No artigo GM confirma bilhão em Gravataí a Marco Alba e Eduardo Leite; montadora vai conseguir o que quer, escrevi:

 

“(…)

Se agradou o mercado, e divide o país, já que conforme pesquisa Ipsos seis a cada 10 brasileiros não aprova a reforma trabalhista, fato é que as novas regras estão aí. Resta aos trabalhadores aceitarem o acordo coletivo ou a GM não vai investir em Gravataí e, com os R$ 5 bilhões anunciados para São Paulo, a fábrica gaúcha que hoje é a mais rentável do país perderá em competitividade, principalmente porque o maior mercado de veículos é o paulista.

O leitor mais sensível deve estar pensando:

– Bah, sempre estoura no mais fraco.

Sim. Think out of the box é expressão que os executivos adoram até chegar a hora de prestar contas ao CEO ou aos fundos de investimento.

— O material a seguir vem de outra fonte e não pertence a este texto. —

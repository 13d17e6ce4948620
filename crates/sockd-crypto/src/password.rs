//! Iterated-MD5 key derivation from the shared password.
//!
//! `segment[0] = MD5(password)`, `segment[i] = MD5(segment[i-1] || password)`,
//! concatenated and truncated to `KEY_SIZE` bytes. This is the classic
//! `EVP_BytesToKey`-style derivation the Shadowsocks wire format commits to;
//! MD5 is required here for wire compatibility, not because it is a good
//! general-purpose hash.

use md5::{Digest, Md5};

use crate::KEY_SIZE;

const SEGMENT_SIZE: usize = 16; // MD5 digest size

/// Derives a `KEY_SIZE`-byte key from `password`. Constant for the life of
/// the process; callers should compute it once and clone the bytes into
/// each per-connection cipher state.
#[inline]
pub fn derive_key(password: &[u8]) -> [u8; KEY_SIZE] {
    let mut key = [0u8; KEY_SIZE];
    let mut segment = [0u8; SEGMENT_SIZE];
    let mut filled = 0;

    while filled < KEY_SIZE {
        let mut hasher = Md5::new();
        if filled > 0 {
            hasher.update(segment);
        }
        hasher.update(password);
        segment.copy_from_slice(&hasher.finalize());

        let take = SEGMENT_SIZE.min(KEY_SIZE - filled);
        key[filled..filled + take].copy_from_slice(&segment[..take]);
        filled += take;
    }

    key
}
fn handle_connection(
    mut client: TcpStream,
    peer: SocketAddr,
    derived_key: &[u8; KEY_SIZE],
    blacklist: &SharedBlacklist,
    stats: &SharedStats,
    lockdown: &Arc<AtomicBool>,
    log: &Logger,
) {
    let start = Instant::now();

    if let Err(err) = configure_tcp_socket(&client) {
        slog::warn!(log, "failed to configure client socket"; "error" => %err);
        return;
    }
    let _ = client.set_read_timeout(Some(IO_TIMEOUT));

    let (mut client_reader, client_writer) = match establish(&client, derived_key) {
        Ok(parts) => parts,
        Err(Establish::Noise) => {
            noise::write_tcp_noise(&mut client);
            return;
        }
        Err(Establish::Silent) => return,
    };

    let dest_addr = match DestinationAddress::decode(&mut client_reader) {
        Ok(addr) => addr,
        Err(_) => {
            noise::write_tcp_noise(&mut client);
            return;
        }
    };

    let resolved = match resolve_destination(&dest_addr.host, dest_addr.port) {
        Ok(addr) => addr,
        Err(err) => {
            slog::info!(log, "failed to resolve destination"; "error" => %err);
            return;
        }
    };

    if let IpAddr::V4(v4) = resolved.ip() {
        if reserved::is_reserved(v4) {
            slog::info!(log, "refused reserved destination"; "destination" => %resolved);
            return;
        }
    }

    if blacklist.is_in_blacklist(&dest_addr.host.to_string()) || blacklist.is_in_blacklist(&resolved.ip().to_string()) {
        slog::info!(log, "refused blacklisted destination"; "destination" => %dest_addr.host);
        return;
    }

    let mut dest = match TcpStream::connect_timeout(&resolved, IO_TIMEOUT) {
        Ok(dest) => dest,
        Err(err) => {
            slog::info!(log, "failed to dial destination"; "destination" => %resolved, "error" => %err);
            return;
        }
    };
    if let Err(err) = configure_tcp_socket(&dest) {
        slog::warn!(log, "failed to configure destination socket"; "error" => %err);
        return;
    }

    slog::debug!(log, "relay established"; "destination" => %resolved);

    let upstream_client_handle = match client.try_clone() {
        Ok(handle) => handle,
        Err(_) => return,
    };
    let dest_for_upstream = match dest.try_clone() {
        Ok(d) => d,
        Err(_) => return,
    };
    let downstream_client_handle = match client.try_clone() {
        Ok(handle) => handle,
        Err(_) => return,
    };
    let dest_for_downstream = match dest.try_clone() {
        Ok(d) => d,
        Err(_) => return,
    };
    let lockdown_upstream = Arc::clone(lockdown);
    let lockdown_downstream = Arc::clone(lockdown);

    let upstream = thread::spawn(move || {
        pipe_client_to_dest(client_reader, dest_for_upstream, upstream_client_handle, &lockdown_upstream);
    });

    pipe_dest_to_client(dest_for_downstream, client_writer, downstream_client_handle, &lockdown_downstream);

    let _ = client.shutdown(Shutdown::Both);
    let _ = dest.shutdown(Shutdown::Both);
    let _ = upstream.join();

    stats.trigger(start.elapsed().as_nanos() as f64);
    slog::debug!(log, "relay finished"; "peer" => %peer);
}

/// Reads the client's 32-byte salt, constructs the read session, writes a
/// fresh server salt and constructs the write session. Any I/O or HKDF failure is reported as `Establish::Noise`,
/// since a probe that never got this far still sees noise, not a clean close.
fn establish(client: &TcpStream, derived_key: &[u8; KEY_SIZE]) -> Result<(FrameReader<TcpStream>, FrameWriter<TcpStream>), Establish> {
    let mut salt_io = client.try_clone().map_err(|_| Establish::Silent)?;

    let mut client_salt = [0u8; KEY_SIZE];
    salt_io.read_exact(&mut client_salt).map_err(|_| Establish::Silent)?;

    let read_session =
        sockd_crypto::AeadSession::new(derived_key, &client_salt, Direction::Read).map_err(|_| Establish::Noise)?;

    let (server_salt, write_session) = sockd_proto::frame::new_session(derived_key, Direction::Write);
    salt_io.write_all(&server_salt).map_err(|_| Establish::Silent)?;

    let reader_stream = client.try_clone().map_err(|_| Establish::Silent)?;
    let writer_stream = client.try_clone().map_err(|_| Establish::Silent)?;

    Ok((
        FrameReader::new(reader_stream, read_session),
        FrameWriter::new(writer_stream, write_session),
    ))
}

fn resolve_destination(host: &Host, port: u16) -> io::Result<SocketAddr> {
    match host {
        Host::Ip(ip) => Ok(SocketAddr::new(*ip, port)),
        Host::Name(name) => (name.as_str(), port)
            .to_socket_addrs()?
            .next()
            .ok_or_else(|| io::Error::new(io::ErrorKind::NotFound, "no addresses returned for name")),
    }
}

/// Client → destination direction: decrypts frames off `client_reader`,
/// writes plaintext to `dest`. `writeNoiseOnEOF = true`:
/// on a clean end of stream (the client closed normally, not an error) a
/// noise burst is written back to the client before the destination
/// write-half is closed, so a passive observer on the client side cannot
/// tell a graceful proxy shutdown from a probe rejection.
fn pipe_client_to_dest(
    mut client_reader: FrameReader<TcpStream>,
    mut dest: TcpStream,
    mut client_timeout_handle: TcpStream,
    lockdown: &AtomicBool,
) {
    let mut buf = vec![0u8; MAX_PACKET_SIZE];
    loop {
        if lockdown.load(Ordering::Relaxed) {
            break;
        }
        let _ = client_timeout_handle.set_read_timeout(Some(IO_TIMEOUT));
        let _ = dest.set_write_timeout(Some(IO_TIMEOUT));

        match client_reader.read(&mut buf) {
            Ok(0) => {
                noise::write_tcp_noise(&mut client_timeout_handle);
                break;
            }
            Ok(n) => {
                if dest.write_all(&buf[..n]).is_err() {
                    break;
                }
            }
            Err(_) => break,
        }
    }
    let _ = dest.shutdown(Shutdown::Write);
}
//! Password/key generator for `sockd` deployments.
//!
//! A uniform sample over an allowed-character alphabet, written one per
//! line to an output file, with a derived-key preview alongside each one
//! so an operator can confirm two deployments were configured with the
//! same password without ever transmitting the password itself.

use std::fs;
use std::io::{LineWriter, Write};

use clap::Parser;
use rand::distributions::Uniform;
use rand::prelude::*;

use sockd_crypto::derive_key;

const ALLOWED_CHARS: &[u8] = b"123456789abcdefghijklmnopqrstuvwxyz";
const DEFAULT_KEY_LEN: usize = 24;

/// Generates random sockd passwords and previews their derived key.
#[derive(Parser, Debug)]
#[command(name = "gen_keys", version, about)]
struct Cli {
    /// Number of passwords to generate.
    count: usize,

    /// Optional file to append the generated passwords to, one per line.
    #[arg(long)]
    out_file: Option<String>,

    /// Length of each generated password.
    #[arg(long, default_value_t = DEFAULT_KEY_LEN)]
    key_len: usize,
}

fn make_key(rng: &mut ThreadRng, len: usize) -> String {
    let dist = Uniform::new(0, ALLOWED_CHARS.len());
    rng.sample_iter(&dist).take(len).map(|i| ALLOWED_CHARS[i] as char).collect()
}

fn main() {
    let cli = Cli::parse();
    let mut rng = thread_rng();

    let mut keys = Vec::with_capacity(cli.count);
    for _ in 0..cli.count {
        let key = make_key(&mut rng, cli.key_len);
        let derived = derive_key(key.as_bytes());
        println!("password: {key}  derived-key: {}", hex_preview(&derived));
        keys.push(key);
    }

    if let Some(path) = cli.out_file {
        let file = fs::OpenOptions::new()
            .create(true)
            .append(true)
            .open(&path)
            .unwrap_or_else(|err| panic!("failed to open {path}: {err}"));
        let mut writer = LineWriter::new(file);
        for key in &keys {
            writer.write_all(key.as_bytes()).expect("failed writing key file");
            writer.write_all(b"\n").expect("failed writing key file");
        }
    }
}

fn hex_preview(bytes: &[u8]) -> String {
    bytes.iter().map(|b| format!("{b:02x}")).collect()
}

Aí, os cortes nos salários e benefícios são sempre a ortodoxa solução buscada dentro da caixinha.

Ao fim, não é uma ameaça, porque a GM não precisa ameaçar; não pede: manda. E também não é uma garantia de empregos por longo prazo, porque se for aprovada a terceirização, funcionários podem ser demitidos para outros serem contratados por pouco mais da metade dos salários.

Dura a vida dos funcionários da GM, cujo emprego na montadora sempre foi sonho de tantos, principalmente do jovens da periferia de Gravataí.

Infelizmente, There’s no free lunch, there´s no free marmita, como tratei no Seguinte: no artigo Trump, Gravataí, almoço e marmita de graça; o futuro da GM.

(…)”

 

Conforme a assessoria de imprensa do Simgra informou ao jornalista Silvestre Silva Santos, do Seguinte:, as negociações não avançaram. Mas, a ameaça da GM somada ao pinote da Ford, recomenda aos trabalhadores refazerem suas contas. Inegável que a última palavra não virá, entre cada vez mais robôs, do chão da fábrica, mas da CEO Mary Barra, no ar condicionado do escritório da companhia em Detroit.